Abstract

More than 90% of vitamin D synthesis is dependent on UV exposure. Photosensitive disorders such as lupus erythematosus, protoporphyria and xeroderma require strict sun avoidance, and vitamin D deficiency has been demonstrated in these patients. Melanoma patients are also instructed to avoid sun exposure and may hence be expected to be vitamin D deficient. Winter and summer vitamin D levels were compared in a group of melanoma patients (n =61) and age- and phototype-matched controls (n = 53) without photosensitive disorders. Oral supplementary vitamin D intake was reported in 32.7% of the melanoma patients and in 15.1% in the control group. Despite oral supplementation, only 25% of the melanoma patients and the controls presented with vitamin D levels of 30 ng/mL or higher. In non-supplemented subjects in the melanoma and control groups, respectively, mean winter vitamin D levels were below the recommended threshold at 12.6 ng/mL vs. 13.2 ng/mL, respectively, but not statistically different.
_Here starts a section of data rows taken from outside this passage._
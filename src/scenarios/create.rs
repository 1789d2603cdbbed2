//! Creation flows against the motel API
//!
//! Each flow crawls one list endpoint and turns every accepted record into
//! zero or more creation calls. Failed creations are logged and counted;
//! page fetch failures end the run.

use super::motels::{MOTELS_PATH, ROOM_CATEGORIES_PATH};
use super::ScenarioContext;
use crate::config::{MotelTemplate, RoomCategorySeed, RoomSeed};
use crate::count::{self, MOTEL_COUNT_PATH};
use crate::engine::{
    CreateVisitor, HttpCreator, HttpPageSource, Mutation, StatusFilter, TraversalReport,
};
use crate::envelope;
use crate::envelope::fields::{self, CREATED_AT_KEYS, UPDATED_AT_KEYS};
use crate::error::{Error, Result};
use crate::generators::{self, CategoryIds};
use crate::guard;
use crate::retry::retry_transient;
use crate::types::Record;
use serde_json::Value;
use std::sync::atomic::{AtomicU64, Ordering};
use tracing::{error, info, warn};

pub const MOTEL_CHAINS_POST_PATH: &str = "/motelApi/v1/motels/chains";

fn is_active(record: &Record) -> bool {
    fields::status(record) == "active"
}

fn log_failure(event: &'static str, payload: &Value, err: &Error) {
    error!(
        event = event,
        http_status = err.status(),
        error = %err,
        payload = %payload,
    );
}

// ============================================================================
// Motel Chains
// ============================================================================

/// Create one random motel chain
pub async fn post_motel_chain(ctx: &ScenarioContext) -> Result<Value> {
    let payload = generators::motel_chain_payload();
    info!(event = "post_motel_chain_payload", payload = %payload);

    let reply = retry_transient(&ctx.retry, MOTEL_CHAINS_POST_PATH, || {
        ctx.client.post_json(MOTEL_CHAINS_POST_PATH, &payload)
    })
    .await
    .inspect_err(|err| log_failure("post_motel_chain_failed", &payload, err))?;

    let created = envelope::created_record(&reply);
    info!(
        event = "post_motel_chain_success",
        id = fields::text(created, &["motelChainId", "id"]),
        motelChainName = fields::str_field(&payload, "motelChainName"),
    );
    Ok(reply)
}

// ============================================================================
// Motels From Chains
// ============================================================================

struct MotelFromChain<'a> {
    filter: StatusFilter,
    template: &'a MotelTemplate,
}

impl Mutation for MotelFromChain<'_> {
    fn accept(&self, chain: &Record) -> bool {
        self.filter.accepts(chain)
    }

    fn payloads(&self, chain: &Record) -> Vec<Value> {
        vec![generators::motel_from_chain(chain, self.template)]
    }

    fn on_created(&self, payload: &Value, reply: &Value) {
        let created = envelope::created_record(reply);
        info!(
            event = "motel_created",
            motelChainId = fields::str_field(payload, "motelChainId"),
            motelName = fields::str_field(payload, "motelName"),
            state = fields::str_field(payload, "state"),
            pincode = fields::str_field(payload, "pincode"),
            motelId = fields::text(created, &["motelId", "id"]),
            createdAt = fields::text(created, CREATED_AT_KEYS),
            updatedAt = fields::text(created, UPDATED_AT_KEYS),
        );
    }

    fn on_failed(&self, payload: &Value, err: &Error) {
        log_failure("motel_create_failed", payload, err);
    }
}

/// Create one motel per eligible chain, unless the motel ceiling is reached
pub async fn post_motel_from_chain(ctx: &ScenarioContext) -> Result<TraversalReport> {
    let max_allowed = ctx.config.max_motels;
    let decision = guard::check_and_gate(&ctx.retry, max_allowed, || {
        count::fetch_table_count(&ctx.client, MOTEL_COUNT_PATH, "motels")
    })
    .await;

    if decision.proceed {
        info!(
            event = "post_motel_from_chain_proceeding",
            current_count = decision.current_count,
            max_allowed,
            verified = decision.verified,
        );
    } else {
        info!(
            event = "post_motel_from_chain_skipped",
            reason = "maximum_motels_reached",
            current_count = decision.current_count,
            max_allowed,
        );
    }

    let source = HttpPageSource::new(&ctx.client, ctx.config.chain_get_path.as_str());
    let creator = HttpCreator::new(&ctx.client, MOTELS_PATH);
    let mutation = MotelFromChain {
        filter: StatusFilter::only(&ctx.config.chain_allowed_status),
        template: &ctx.config.motel,
    };
    let status_filter = mutation.filter.describe();
    let mut visitor = CreateVisitor::new(&creator, mutation).with_retry(ctx.retry.clone());

    let report = ctx
        .engine(&source, ctx.motel_plan())
        .run_guarded(&mut visitor, decision)
        .await?;

    if !report.was_skipped() {
        info!(
            event = "post_motel_from_chain_all_done",
            pages_traversed_up_to = report.last_page_index,
            chains_seen = report.items_seen,
            motels_posted = report.items_emitted,
            motels_failed = report.items_failed,
            status_filter = %status_filter,
        );
    }
    Ok(report)
}

// ============================================================================
// Room Categories
// ============================================================================

struct CategoriesForMotel<'a> {
    seed: &'a RoomCategorySeed,
    motels_processed: AtomicU64,
}

impl Mutation for CategoriesForMotel<'_> {
    fn accept(&self, motel: &Record) -> bool {
        !self.seed.only_active || is_active(motel)
    }

    fn payloads(&self, motel: &Record) -> Vec<Value> {
        let motel_id = fields::str_field(motel, "motelId");
        let chain_id = fields::str_field(motel, "motelChainId");
        let (Some(motel_id), Some(chain_id)) = (motel_id, chain_id) else {
            warn!(event = "motels_missing_ids", record = %motel);
            return Vec::new();
        };

        self.motels_processed.fetch_add(1, Ordering::Relaxed);
        self.seed
            .categories
            .iter()
            .map(|def| {
                generators::room_category_payload(&motel_id, &chain_id, def, &self.seed.status)
            })
            .collect()
    }

    fn on_created(&self, payload: &Value, reply: &Value) {
        let created = envelope::created_record(reply);
        info!(
            event = "room_category_created",
            motelId = fields::str_field(payload, "motelId"),
            motelChainId = fields::str_field(payload, "motelChainId"),
            roomCategoryName = fields::str_field(payload, "roomCategoryName"),
            motelRoomCategoryId = fields::text(created, &["motelRoomCategoryId", "id"])
                .or_else(|| fields::str_field(payload, "motelRoomCategoryId")),
            createdAt = fields::text(created, CREATED_AT_KEYS),
        );
    }

    fn on_failed(&self, payload: &Value, err: &Error) {
        log_failure("room_category_create_failed", payload, err);
    }
}

/// Create the configured room categories for every motel
pub async fn seed_room_categories(ctx: &ScenarioContext) -> Result<TraversalReport> {
    let seed = &ctx.config.room_categories;
    let source = HttpPageSource::new(&ctx.client, MOTELS_PATH);
    let creator = HttpCreator::new(&ctx.client, seed.path.as_str());
    let mutation = CategoriesForMotel {
        seed,
        motels_processed: AtomicU64::new(0),
    };
    let mut visitor = CreateVisitor::new(&creator, mutation).with_retry(ctx.retry.clone());

    let report = ctx.engine(&source, ctx.motel_plan()).run(&mut visitor).await?;
    info!(
        event = "seed_room_categories_done",
        motels_processed = visitor.mutation().motels_processed.load(Ordering::Relaxed),
        total_categories_posted = report.items_emitted,
        total_categories_failed = report.items_failed,
        pages_traversed_up_to = report.last_page_index,
    );
    Ok(report)
}

// ============================================================================
// Rooms
// ============================================================================

struct RoomsForCategory<'a> {
    seed: &'a RoomSeed,
    categories_processed: AtomicU64,
}

impl Mutation for RoomsForCategory<'_> {
    fn accept(&self, category: &Record) -> bool {
        !self.seed.only_active_categories || is_active(category)
    }

    fn payloads(&self, category: &Record) -> Vec<Value> {
        match CategoryIds::from_record(category) {
            Some(ids) => {
                self.categories_processed.fetch_add(1, Ordering::Relaxed);
                generators::room_payloads(&ids, self.seed)
            }
            None => {
                warn!(event = "room_category_missing_ids", record = %category);
                Vec::new()
            }
        }
    }

    fn on_created(&self, payload: &Value, reply: &Value) {
        let created = envelope::created_record(reply);
        info!(
            event = "motel_room_created",
            motelId = fields::str_field(payload, "motelId"),
            motelChainId = fields::str_field(payload, "motelChainId"),
            motelRoomCategoryId = fields::str_field(payload, "motelRoomCategoryId"),
            roomNumber = fields::str_field(payload, "roomNumber"),
            floor = fields::str_field(payload, "floor"),
            roomId = fields::text(created, &["roomId", "id"]),
            updated_at = fields::text(created, UPDATED_AT_KEYS),
        );
    }

    fn on_failed(&self, payload: &Value, err: &Error) {
        log_failure("motel_room_create_failed", payload, err);
    }
}

/// Create rooms on every configured floor of every room category
pub async fn seed_motel_rooms(ctx: &ScenarioContext) -> Result<TraversalReport> {
    let seed = &ctx.config.rooms;
    let source = HttpPageSource::new(&ctx.client, ROOM_CATEGORIES_PATH);
    let creator = HttpCreator::new(&ctx.client, seed.post_path.as_str());
    let mutation = RoomsForCategory {
        seed,
        categories_processed: AtomicU64::new(0),
    };
    let mut visitor = CreateVisitor::new(&creator, mutation).with_retry(ctx.retry.clone());

    let report = ctx.engine(&source, ctx.motel_plan()).run(&mut visitor).await?;
    info!(
        event = "seed_motel_rooms_done",
        categories_processed = visitor.mutation().categories_processed.load(Ordering::Relaxed),
        total_rooms_posted = report.items_emitted,
        total_rooms_failed = report.items_failed,
        floors = %format!("{}-{}", seed.floor_start, seed.floor_end),
        rooms_per_floor = seed.rooms_per_floor,
    );
    Ok(report)
}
These values increased significantly in both groups during the summer to 24.6 and 23.8 ng/mL respectively. Unexpected, significant increases in vitamin D levels were seen in melanoma patients during summer, suggesting non-adherence with photoprotective measures and reflecting a heliophilic behaviour. Vitamin D supplementation is recommended in melanoma patients during both winter and summer.